Blog d'étude critique et académique du fait maçonnique, complémentaire de la revue du même nom. Envisage la Franc-Maçonnerie comme un univers culturel dont l’étude nécessite d’employer les outils des sciences humaines, de procéder à une nette séparation du réel et du légendaire et de procéder à la prise en compte de ce légendaire comme un fait social et historique.
Clément Larchevêque
La place nous manque pour détailler le dernier numéro de la revue du Mouvement anti utilitariste en sciences sociales (MAUSS), n° 49 (295 pages, 26 euros) publié par les éditions de La Découverte et fondée en 1981. Trois parties structurent le dossier : « La religion entre violence et marché », « Théoriser la religion, mission impossible » et « La querelle de la laïcité ».
Dans la grande majorité de ces articles, c’est le mouvement islamique qui est interrogé. Mais le titre n’est pas pour autant la question: « Islam le retour ? ». Du coup, la présentation d’Alain Caillé, Philippe Chanial et François Gautier qui nous expliquent que l’idée de dépérissement des religions, de repli dans les sphères privées serait quelque part mise en échec, semble problématique. Deux mouvements sont en effet à l’œuvre parallèlement, soit dit pour faire (trop) court: le désenchantement du monde et des tentatives de réenchantement. Et quoi qu'il en soit d'une éventuel choc des civilisations, il y a bien choc de ces deux vents contraires.

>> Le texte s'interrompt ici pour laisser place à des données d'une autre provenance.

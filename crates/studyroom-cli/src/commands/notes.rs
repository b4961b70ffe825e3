use clap::Subcommand;
use studyroom_core::Notes;

use super::open_env;

#[derive(Subcommand)]
pub enum NotesAction {
    /// Print the session notes
    Show,
    /// Replace the session notes
    Set { text: String },
    /// Clear the session notes
    Clear,
}

pub fn run(action: NotesAction) -> Result<(), Box<dyn std::error::Error>> {
    let (store, _clock) = open_env()?;
    let notes = Notes::new(store);

    match action {
        NotesAction::Show => println!("{}", notes.load()),
        NotesAction::Set { text } => {
            notes.save(&text);
            println!("ok");
        }
        NotesAction::Clear => {
            notes.clear();
            println!("ok");
        }
    }
    Ok(())
}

Affirmer que la sociologie aurait renoncé à comprendre la religion est également pour le moins hasardeux. En tout état de cause disciplinaire, tout se passe comme si un certain type d’intellectuels, pas seulement ceux de ce mouvement au demeurant fort respectable, ne pouvait prendra acte du fait que le dépérissement du religieux était bel et bien à l’œuvre en Occident, y compris dans la partie septentrionale des États-Unis, comme en attestent nombre d’études. La réislamisation des aires arabo-berbère, turque et persane, pour ne parler que d’elles, serait à interroger par rapport à cette situation occidentale à la fois enviée et détestée, menaçante pour tous les clergés, locaux ou étrangers. Le retour du religieux dans le monde slave catholique ou orthodoxe pourrait être l’objet de la même interrogation.

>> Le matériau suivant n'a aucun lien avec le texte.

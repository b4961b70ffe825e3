use std::rc::Rc;

use clap::Subcommand;
use studyroom_core::store::keys;
use studyroom_core::{Clock, Event, KvStore, Mode, TimerEngine, TimerSnapshot};

use super::open_env;

#[derive(Subcommand)]
pub enum TimerAction {
    /// Start (or resume) the countdown
    Start,
    /// Pause the countdown, keeping the remaining time
    Pause,
    /// Reset the countdown to the active mode's full duration
    Reset,
    /// Switch the active mode (study, short, long)
    Mode {
        /// Mode name: study, short, or long
        mode: String,
    },
    /// Print the current timer state as JSON
    Status,
    /// Run the countdown in the foreground, ticking once per second
    Run {
        /// Stop after this many ticks instead of running to completion
        #[arg(long)]
        ticks: Option<u64>,
    },
}

fn load_engine(store: Rc<dyn KvStore>, clock: Rc<dyn Clock>) -> TimerEngine {
    let mut engine = TimerEngine::new(store.clone(), clock);
    if let Ok(Some(json)) = store.get(keys::TIMER) {
        if let Ok(snapshot) = serde_json::from_str::<TimerSnapshot>(&json) {
            engine.restore(snapshot);
        }
    }
    engine
}

fn save_engine(store: &dyn KvStore, engine: &TimerEngine) -> Result<(), Box<dyn std::error::Error>> {
    let json = serde_json::to_string(&engine.snapshot())?;
    store.set(keys::TIMER, &json)?;
    Ok(())
}

fn print_events(events: &[Event]) -> Result<(), Box<dyn std::error::Error>> {
    for event in events {
        println!("{}", serde_json::to_string_pretty(event)?);
    }
    Ok(())
}

pub fn run(action: TimerAction) -> Result<(), Box<dyn std::error::Error>> {
    let (store, clock) = open_env()?;
    let mut engine = load_engine(store.clone(), clock);

    match action {
        TimerAction::Start => {
            print_events(&engine.start())?;
            println!("{}", serde_json::to_string_pretty(&engine.snapshot())?);
        }
        TimerAction::Pause => {
            print_events(&engine.pause())?;
            println!("{}", serde_json::to_string_pretty(&engine.snapshot())?);
        }
        TimerAction::Reset => {
            print_events(&engine.reset())?;
            println!("{}", serde_json::to_string_pretty(&engine.snapshot())?);
        }
        TimerAction::Mode { mode } => {
            // An unrecognized name errors out before any state is touched.
            let mode: Mode = mode.parse()?;
            print_events(&engine.set_mode(mode))?;
            println!("{}", serde_json::to_string_pretty(&engine.snapshot())?);
        }
        TimerAction::Status => {
            println!("{}", serde_json::to_string_pretty(&engine.snapshot())?);
        }
        TimerAction::Run { ticks } => {
            engine.start();
            let mut elapsed = 0u64;
            while engine.is_running() {
                if let Some(limit) = ticks {
                    if elapsed >= limit {
                        engine.pause();
                        break;
                    }
                }
                std::thread::sleep(std::time::Duration::from_secs(1));
                let events = engine.tick();
                elapsed += 1;
                eprintln!("{} {}", engine.mode().label(), engine.format_remaining());
                for event in &events {
                    if !matches!(event, Event::Tick { .. }) {
                        println!("{}", serde_json::to_string_pretty(event)?);
                    }
                }
            }
            println!("{}", serde_json::to_string_pretty(&engine.snapshot())?);
        }
    }

    save_engine(store.as_ref(), &engine)?;
    Ok(())
}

C’est la question de l’universalité du couple laïcité / irréligion, les deux concepts étant certes différents mais intrinsèquement liés, qui est posée en même temps que celle de l’universalité de la démocratie, du féminisme, de la tolérance sexuelle etc. Du coup, si maintien d’une exigence de pensée il y a, il s’agit d’accepter de penser l’autre, mais pas dans une logique irénique. Le titre et le contenu d’un des articles signé Gabriela Patino-Lakatos et Dany-Robert Dufour sont à ce propos fort éclairants : « La religion ou pourquoi les hommes éprouvent-ils l’irrépressible besoin de créer des êtres de surnature ? ». D’une part, rien ne permet d’affirmer que ce type de besoin ne continue pas à reculer sous nos climats, même s’il est loin d’être éteint, surtout dans les couches populaires ; d’autre part, chez les croyants, il y a un héritage de constructions anciennes plutôt que création et espérer une sorte de spiritualisme post moderne agrégatif ne laisse pas de nous étonner.
Signalons enfin que trois articles figurent hors dossier, une interrogation de l’éros mimétique de Marcel Duchamp questionné à la lumière de Bourdieu et Girard (Alain Boton), les formes de la singularisation créatrice entre monde institué et monde instituant (Nicolas Poirier) et une réflexion sur le don, le potlatch et le sacrifice comme formes graduées d’un même investissement social (Richard Bucaille et Jeanne Virieux).